== Segment start ==

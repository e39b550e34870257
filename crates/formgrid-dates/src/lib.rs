//! formgrid_dates - Pattern-driven date parsing and shortcut interpretation.

pub mod dates;
pub mod error;

pub use dates::{
    CenturyPivot, DateLocale, DatePattern, ParseOutcome, RawInput, ReferenceContext,
    ShortcutInterpreter, interpret,
};
pub use error::{ParseFailure, PatternError};
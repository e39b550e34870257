//! Persistence of per-table user preferences.

mod layout;

pub use layout::{ColumnLayout, ColumnState, layout_path, load_layout, save_layout};
//! formgrid-core - UI-agnostic form table model, cell traversal and form fields.

pub mod config;
pub mod error;
pub mod field;
pub mod storage;
pub mod table;
pub mod traversal;

pub use error::{FormGridError, Result};
pub use field::DateField;
pub use table::{FormTable, TableCommand, TableEvent};
pub use traversal::{
    Axis, CellPredicate, Direction, GridExtent, GridPosition, TraversalMode, TraversalResult,
};
//! Form fields backed by the interpreters in `formgrid_dates`.

mod date_field;

pub use date_field::DateField;
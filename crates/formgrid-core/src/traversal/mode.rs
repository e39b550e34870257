//! Traversal policy.

use serde::{Deserialize, Serialize};

/// Which index a step changes.
#[derive(Clone, Copy, Debug, Default, PartialEq, Eq, Serialize, Deserialize)]
#[serde(rename_all = "snake_case")]
pub enum Axis {
    /// Step the column index along the current row.
    #[default]
    ByColumn,
    /// Step the row index down the current column.
    ByRow,
}

#[derive(Clone, Copy, Debug, PartialEq, Eq, Serialize, Deserialize)]
#[serde(rename_all = "snake_case")]
pub enum Direction {
    Next,
    Previous,
}

/// How traversal steps, wraps and filters cells.
///
/// The flags are independent. When both `no_line_wrap` and `wrap_in_line`
/// are set, `no_line_wrap` wins: the step stops at the end of the line.
/// `no_table_wrap` only matters when lines wrap into the next line.
#[derive(Clone, Copy, Debug, Default, PartialEq, Eq, Serialize, Deserialize)]
#[serde(default, deny_unknown_fields)]
pub struct TraversalMode {
    pub axis: Axis,
    /// Stop at the end of a line instead of wrapping.
    pub no_line_wrap: bool,
    /// Wrap to the start of the same line instead of the next one.
    pub wrap_in_line: bool,
    /// Stop at the grid corner instead of wrapping to the opposite corner.
    pub no_table_wrap: bool,
    /// Only land on editable cells.
    pub skip_non_editable: bool,
    /// Start editing the cell that was landed on.
    pub auto_edit: bool,
}

impl TraversalMode {
    pub fn by_column() -> Self {
        TraversalMode::default()
    }

    pub fn by_row() -> Self {
        TraversalMode {
            axis: Axis::ByRow,
            ..TraversalMode::default()
        }
    }

    /// Tab-like data entry: editable cells only, editing starts on arrival.
    pub fn data_entry() -> Self {
        TraversalMode {
            skip_non_editable: true,
            auto_edit: true,
            ..TraversalMode::default()
        }
    }

    pub fn no_line_wrap(mut self) -> Self {
        self.no_line_wrap = true;
        self
    }

    pub fn wrap_in_line(mut self) -> Self {
        self.wrap_in_line = true;
        self
    }

    pub fn no_table_wrap(mut self) -> Self {
        self.no_table_wrap = true;
        self
    }

    pub fn skip_non_editable(mut self) -> Self {
        self.skip_non_editable = true;
        self
    }

    pub fn auto_edit(mut self) -> Self {
        self.auto_edit = true;
        self
    }

    /// `no_line_wrap` and `wrap_in_line` together; the former applies.
    pub fn has_conflicting_wrap(&self) -> bool {
        self.no_line_wrap && self.wrap_in_line
    }
}
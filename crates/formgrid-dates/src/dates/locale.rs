//! Locale data used by date patterns.
//!
//! Only English names are bundled; locales differ in their week numbering.

use chrono::{Datelike, Days, NaiveDate, Weekday};
use serde::{Deserialize, Serialize};

const MONTHS: [&str; 12] = [
    "January",
    "February",
    "March",
    "April",
    "May",
    "June",
    "July",
    "August",
    "September",
    "October",
    "November",
    "December",
];

const SHORT_MONTHS: [&str; 12] = [
    "Jan", "Feb", "Mar", "Apr", "May", "Jun", "Jul", "Aug", "Sep", "Oct", "Nov", "Dec",
];

// Indexed by `Weekday::num_days_from_monday`.
const WEEKDAYS: [&str; 7] = [
    "Monday",
    "Tuesday",
    "Wednesday",
    "Thursday",
    "Friday",
    "Saturday",
    "Sunday",
];

const SHORT_WEEKDAYS: [&str; 7] = ["Mon", "Tue", "Wed", "Thu", "Fri", "Sat", "Sun"];

const AM_PM: [&str; 2] = ["AM", "PM"];

/// How weeks of the year are numbered.
#[derive(Clone, Copy, Debug, PartialEq, Eq)]
pub struct WeekRules {
    pub first_day: Weekday,
    /// Days of January a week must contain to count as week 1.
    pub minimal_days_in_first_week: u8,
}

impl WeekRules {
    /// First day of week `week` (1-based) of `year`.
    pub fn week_start(&self, year: i32, week: u32) -> Option<NaiveDate> {
        if !(1..=53).contains(&week) {
            return None;
        }
        let jan1 = NaiveDate::from_ymd_opt(year, 1, 1)?;
        let offset = (jan1.weekday().num_days_from_monday() + 7
            - self.first_day.num_days_from_monday())
            % 7;
        let mut start = jan1.checked_sub_days(Days::new(u64::from(offset)))?;
        if 7 - offset < u32::from(self.minimal_days_in_first_week) {
            start = start.checked_add_days(Days::new(7))?;
        }
        start.checked_add_days(Days::new(7 * u64::from(week - 1)))
    }
}

/// Named locale presets, as written in settings files.
#[derive(Clone, Copy, Debug, Default, PartialEq, Eq, Serialize, Deserialize)]
#[serde(rename_all = "lowercase")]
pub enum LocaleName {
    #[default]
    Us,
    Iso,
}

#[derive(Clone, Debug, PartialEq, Eq)]
pub struct DateLocale {
    pub week: WeekRules,
}

impl DateLocale {
    /// Sunday-first weeks, week 1 contains January 1st.
    pub fn us() -> DateLocale {
        DateLocale {
            week: WeekRules {
                first_day: Weekday::Sun,
                minimal_days_in_first_week: 1,
            },
        }
    }

    /// Monday-first weeks, week 1 contains the first Thursday.
    pub fn iso() -> DateLocale {
        DateLocale {
            week: WeekRules {
                first_day: Weekday::Mon,
                minimal_days_in_first_week: 4,
            },
        }
    }

    pub fn named(name: LocaleName) -> DateLocale {
        match name {
            LocaleName::Us => DateLocale::us(),
            LocaleName::Iso => DateLocale::iso(),
        }
    }

    pub fn month_name(&self, month0: usize) -> &'static str {
        MONTHS[month0 % 12]
    }

    pub fn short_month_name(&self, month0: usize) -> &'static str {
        SHORT_MONTHS[month0 % 12]
    }

    pub fn weekday_name(&self, day: Weekday) -> &'static str {
        WEEKDAYS[day.num_days_from_monday() as usize]
    }

    pub fn short_weekday_name(&self, day: Weekday) -> &'static str {
        SHORT_WEEKDAYS[day.num_days_from_monday() as usize]
    }

    pub fn am_pm(&self, pm: bool) -> &'static str {
        AM_PM[usize::from(pm)]
    }

    /// Match a month name (long names first) at the start of `text`.
    /// Returns the zero-based month and the number of chars matched.
    pub(crate) fn match_month(&self, text: &[char]) -> Option<(usize, usize)> {
        match_names(text, &MONTHS).or_else(|| match_names(text, &SHORT_MONTHS))
    }

    pub(crate) fn match_weekday(&self, text: &[char]) -> Option<(usize, usize)> {
        match_names(text, &WEEKDAYS).or_else(|| match_names(text, &SHORT_WEEKDAYS))
    }

    /// Returns `(is_pm, chars matched)`.
    pub(crate) fn match_am_pm(&self, text: &[char]) -> Option<(bool, usize)> {
        match_names(text, &AM_PM).map(|(idx, len)| (idx == 1, len))
    }
}

impl Default for DateLocale {
    fn default() -> Self {
        DateLocale::us()
    }
}

fn match_names(text: &[char], names: &[&str]) -> Option<(usize, usize)> {
    names.iter().enumerate().find_map(|(idx, name)| {
        let len = name.chars().count();
        if text.len() < len {
            return None;
        }
        let matches = text
            .iter()
            .zip(name.chars())
            .all(|(a, b)| a.eq_ignore_ascii_case(&b));
        matches.then_some((idx, len))
    })
}
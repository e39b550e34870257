//! Error types for date patterns and interpretation.

use thiserror::Error;

/// Errors raised while compiling a date/time pattern.
#[derive(Error, Debug, Clone, PartialEq, Eq)]
pub enum PatternError {
    #[error("Unknown pattern letter '{0}'")]
    UnknownField(char),

    #[error("Unterminated quote starting at offset {0}")]
    UnterminatedQuote(usize),

    #[error("Pattern contains no date or time fields")]
    NoFields,
}

/// Input that could not be interpreted as a date.
///
/// `error_offset` is a character index into the text the caller supplied,
/// suitable for re-seating a caret.
#[derive(Error, Debug, Clone, Copy, PartialEq, Eq)]
#[error("Unparseable date at offset {error_offset}")]
pub struct ParseFailure {
    pub error_offset: usize,
}
//! Integration tests for the date shortcut interpreter.

use chrono::{NaiveDate, NaiveDateTime, Timelike};
use formgrid::{CenturyPivot, DatePattern, RawInput, ReferenceContext, interpret};

fn at(y: i32, m: u32, d: u32, h: u32, min: u32, s: u32) -> NaiveDateTime {
    NaiveDate::from_ymd_opt(y, m, d)
        .unwrap()
        .and_hms_opt(h, min, s)
        .unwrap()
}

fn context(pattern: &str, reference: NaiveDateTime) -> ReferenceContext {
    ReferenceContext::new(DatePattern::new(pattern).unwrap())
        .with_reference(reference)
        .with_pivot(CenturyPivot::for_year(2026))
}

fn midday() -> NaiveDateTime {
    at(2026, 10, 14, 12, 0, 0)
}

#[test]
fn test_two_digit_years_split_at_fifty() {
    let pivot = CenturyPivot::for_year(2026);
    for y in 0..50 {
        assert_eq!(pivot.expand(y), 2000 + y);
    }
    for y in 50..100 {
        assert_eq!(pivot.expand(y), 1900 + y);
    }

    let ctx = context("MM/dd/yy", midday());
    assert_eq!(
        interpret(RawInput::new("03/01/49"), &ctx),
        Ok(Some(at(2049, 3, 1, 0, 0, 0)))
    );
    assert_eq!(
        interpret(RawInput::new("03/01/50"), &ctx),
        Ok(Some(at(1950, 3, 1, 0, 0, 0)))
    );
}

#[test]
fn test_day_offsets_versus_hour_offsets() {
    let ctx = context("MM/dd/yy HH:mm", midday());
    let plus_three = interpret(RawInput::new("+3d"), &ctx).unwrap().unwrap();
    assert_eq!(plus_three, at(2026, 10, 17, 12, 0, 0));

    let minus_day = interpret(RawInput::new("-1d"), &ctx).unwrap().unwrap();
    assert_eq!(minus_day, at(2026, 10, 13, 0, 0, 0));

    let minus_hours = interpret(RawInput::new("-24h"), &ctx).unwrap().unwrap();
    assert_eq!(minus_hours, at(2026, 10, 13, 12, 0, 0));
    assert_ne!(minus_day, minus_hours);
}

#[test]
fn test_bare_number_targets_the_finest_pattern_field() {
    let reference = at(2026, 10, 14, 12, 42, 9);

    let dated = interpret(RawInput::new("17"), &context("MM/dd/yy", reference))
        .unwrap()
        .unwrap();
    assert_eq!(dated, at(2026, 10, 17, 0, 0, 0));

    let timed = interpret(RawInput::new("17"), &context("MM/dd/yy HH:mm", reference))
        .unwrap()
        .unwrap();
    assert_eq!(timed.date(), reference.date());
    assert_eq!(timed.hour(), 12);
    assert_eq!(timed.minute(), 17);
    assert_eq!(timed.second(), 0);
}

#[test]
fn test_formatted_output_reads_back_unchanged() {
    let samples = [
        ("MM/dd/yy", "17"),
        ("MM/dd/yy HH:mm", "+90m"),
        ("dd.MM.yyyy HH:mm:ss", "-2w"),
        ("yyyy-MM-dd", "6y"),
    ];
    for (pattern, shortcut) in samples {
        let ctx = context(pattern, at(2026, 10, 14, 12, 30, 0));
        let first = match interpret(RawInput::new(shortcut), &ctx) {
            Ok(Some(value)) => value,
            other => panic!("{shortcut:?} against {pattern:?} gave {other:?}"),
        };
        let text = ctx.pattern().format(&first);
        assert_eq!(
            interpret(RawInput::new(&text), &ctx),
            Ok(Some(first)),
            "{text:?} against {pattern:?}"
        );
    }
}

#[test]
fn test_failure_offset_points_into_typed_text() {
    let ctx = context("MM/dd/yy", midday());
    let failure = interpret(RawInput::new("12/3x/26"), &ctx).unwrap_err();
    assert_eq!(failure.error_offset, 4);
}
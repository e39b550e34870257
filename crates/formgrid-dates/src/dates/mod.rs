//! Date interpretation API.
//!
//! - [`DatePattern`] - Compiled date/time pattern (parse with error offsets, format)
//! - [`DateLocale`] - Month/weekday names and week numbering rules
//! - [`CenturyPivot`] - Two-digit year expansion
//! - [`Shortcut`] - The `+3d` / `17` / `6y` shortcut grammar
//! - [`interpret`] - Full interpretation of typed text against a [`ReferenceContext`]

mod century;
mod interpret;
mod locale;
mod pattern;
mod shortcut;

pub use century::CenturyPivot;
pub use interpret::{
    MAX_ATTEMPTS, ParseOutcome, RawInput, ReferenceContext, ShortcutInterpreter, interpret,
};
pub use locale::{DateLocale, LocaleName, WeekRules};
pub use pattern::{DatePattern, Field, ParsedFields};
pub use shortcut::{Shortcut, ShortcutMode, ShortcutUnit, is_shortcut_shaped};
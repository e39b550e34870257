//! Form table state and logic (UI-agnostic).
//!
//! Moves and edits requested from inside host callbacks are queued as
//! [`TableCommand`]s and applied by [`FormTable::process_pending`], once per
//! turn of the host event loop.

mod ops;
mod queue;
mod spans;
mod state;

pub use queue::DeferredQueue;
pub use spans::{CellSpan, SpanModel};
pub use state::{ColumnEditor, ColumnSpec, EditSession, FormTable, TableCommand, TableEvent};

== Segment end ==

> [Work to complete]:
Search the data above for the word "TableEvent" and count the lines where it appears. Only the number should be given.

> [Exercise answer]:
2